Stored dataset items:
Start of Block
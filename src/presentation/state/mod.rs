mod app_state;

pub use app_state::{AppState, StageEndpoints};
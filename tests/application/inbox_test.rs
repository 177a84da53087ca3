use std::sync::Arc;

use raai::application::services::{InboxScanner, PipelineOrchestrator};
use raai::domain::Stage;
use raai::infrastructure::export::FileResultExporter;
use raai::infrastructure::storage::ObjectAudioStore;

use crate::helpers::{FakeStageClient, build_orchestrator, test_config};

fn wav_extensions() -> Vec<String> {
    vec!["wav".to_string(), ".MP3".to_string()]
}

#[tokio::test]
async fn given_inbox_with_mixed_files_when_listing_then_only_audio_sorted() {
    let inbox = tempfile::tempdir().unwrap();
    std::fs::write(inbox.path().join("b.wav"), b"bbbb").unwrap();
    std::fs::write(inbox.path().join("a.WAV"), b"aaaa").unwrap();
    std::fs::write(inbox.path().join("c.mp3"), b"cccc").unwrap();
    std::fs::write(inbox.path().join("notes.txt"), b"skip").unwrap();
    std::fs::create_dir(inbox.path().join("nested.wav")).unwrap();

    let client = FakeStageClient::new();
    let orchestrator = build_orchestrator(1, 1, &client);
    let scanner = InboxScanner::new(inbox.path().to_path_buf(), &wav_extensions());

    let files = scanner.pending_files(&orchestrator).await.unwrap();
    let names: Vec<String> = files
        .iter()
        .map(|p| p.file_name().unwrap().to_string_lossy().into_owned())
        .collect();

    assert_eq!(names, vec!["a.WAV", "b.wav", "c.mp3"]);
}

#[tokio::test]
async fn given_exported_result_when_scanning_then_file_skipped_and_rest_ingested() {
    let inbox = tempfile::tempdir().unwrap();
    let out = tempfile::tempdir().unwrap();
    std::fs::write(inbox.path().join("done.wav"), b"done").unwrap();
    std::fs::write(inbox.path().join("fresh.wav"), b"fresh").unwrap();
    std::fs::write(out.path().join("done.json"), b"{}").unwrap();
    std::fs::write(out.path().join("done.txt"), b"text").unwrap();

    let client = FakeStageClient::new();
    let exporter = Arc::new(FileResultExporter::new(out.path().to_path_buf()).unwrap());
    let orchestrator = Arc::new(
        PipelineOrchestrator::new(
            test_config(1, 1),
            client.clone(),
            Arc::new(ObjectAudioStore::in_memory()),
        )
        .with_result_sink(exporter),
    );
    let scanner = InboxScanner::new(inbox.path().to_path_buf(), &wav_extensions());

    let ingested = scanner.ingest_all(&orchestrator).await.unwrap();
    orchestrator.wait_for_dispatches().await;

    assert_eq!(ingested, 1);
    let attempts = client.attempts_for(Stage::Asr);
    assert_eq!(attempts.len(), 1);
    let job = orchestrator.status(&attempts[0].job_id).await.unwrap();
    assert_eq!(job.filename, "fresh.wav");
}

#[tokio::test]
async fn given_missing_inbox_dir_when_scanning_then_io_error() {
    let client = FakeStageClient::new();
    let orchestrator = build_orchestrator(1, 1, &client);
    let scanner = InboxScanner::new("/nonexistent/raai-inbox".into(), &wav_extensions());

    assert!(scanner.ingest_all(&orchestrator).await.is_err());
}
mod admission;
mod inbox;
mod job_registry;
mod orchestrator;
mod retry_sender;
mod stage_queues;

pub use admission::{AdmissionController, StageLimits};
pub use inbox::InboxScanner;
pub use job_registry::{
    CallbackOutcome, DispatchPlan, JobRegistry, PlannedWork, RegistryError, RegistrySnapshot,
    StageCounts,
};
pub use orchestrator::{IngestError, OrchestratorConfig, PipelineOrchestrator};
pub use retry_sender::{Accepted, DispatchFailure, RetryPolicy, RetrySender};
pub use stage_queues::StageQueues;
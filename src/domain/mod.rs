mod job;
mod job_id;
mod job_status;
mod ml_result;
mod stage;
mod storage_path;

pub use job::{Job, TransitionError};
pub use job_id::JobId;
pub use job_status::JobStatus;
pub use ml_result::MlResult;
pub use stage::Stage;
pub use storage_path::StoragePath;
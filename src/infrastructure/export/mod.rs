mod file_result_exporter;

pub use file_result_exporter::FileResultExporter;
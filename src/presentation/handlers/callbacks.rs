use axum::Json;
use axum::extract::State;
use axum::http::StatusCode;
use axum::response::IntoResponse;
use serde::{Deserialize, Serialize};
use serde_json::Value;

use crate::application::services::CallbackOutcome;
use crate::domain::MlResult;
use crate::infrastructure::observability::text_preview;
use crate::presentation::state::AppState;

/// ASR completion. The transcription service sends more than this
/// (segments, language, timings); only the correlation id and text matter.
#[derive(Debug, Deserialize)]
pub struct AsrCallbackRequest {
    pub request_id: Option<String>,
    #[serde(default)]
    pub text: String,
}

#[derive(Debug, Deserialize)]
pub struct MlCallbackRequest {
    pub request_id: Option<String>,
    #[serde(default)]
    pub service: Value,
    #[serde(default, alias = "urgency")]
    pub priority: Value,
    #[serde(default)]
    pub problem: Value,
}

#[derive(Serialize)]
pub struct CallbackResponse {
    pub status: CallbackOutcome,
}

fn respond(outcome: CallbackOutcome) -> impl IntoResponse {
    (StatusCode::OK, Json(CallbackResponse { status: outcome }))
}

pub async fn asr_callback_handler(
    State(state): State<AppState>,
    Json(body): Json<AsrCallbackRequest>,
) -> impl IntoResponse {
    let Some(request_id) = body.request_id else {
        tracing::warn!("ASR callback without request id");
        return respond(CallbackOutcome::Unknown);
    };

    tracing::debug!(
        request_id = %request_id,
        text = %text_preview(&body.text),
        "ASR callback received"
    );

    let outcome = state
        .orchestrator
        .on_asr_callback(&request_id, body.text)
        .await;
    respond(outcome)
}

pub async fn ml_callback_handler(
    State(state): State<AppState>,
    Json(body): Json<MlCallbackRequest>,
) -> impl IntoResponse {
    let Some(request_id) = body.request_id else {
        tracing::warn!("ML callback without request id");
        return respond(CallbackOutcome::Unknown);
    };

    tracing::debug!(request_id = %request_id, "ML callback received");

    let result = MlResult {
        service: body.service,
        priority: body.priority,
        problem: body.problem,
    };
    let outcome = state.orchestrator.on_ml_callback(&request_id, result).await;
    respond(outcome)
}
End of Block
ABOUT THIS EXERCISE: Write down every line of the data above that includes the string "received".

EXERCISE SOLUTION:
        "ASR callback received"
    tracing::debug!(request_id = %request_id, "ML callback received");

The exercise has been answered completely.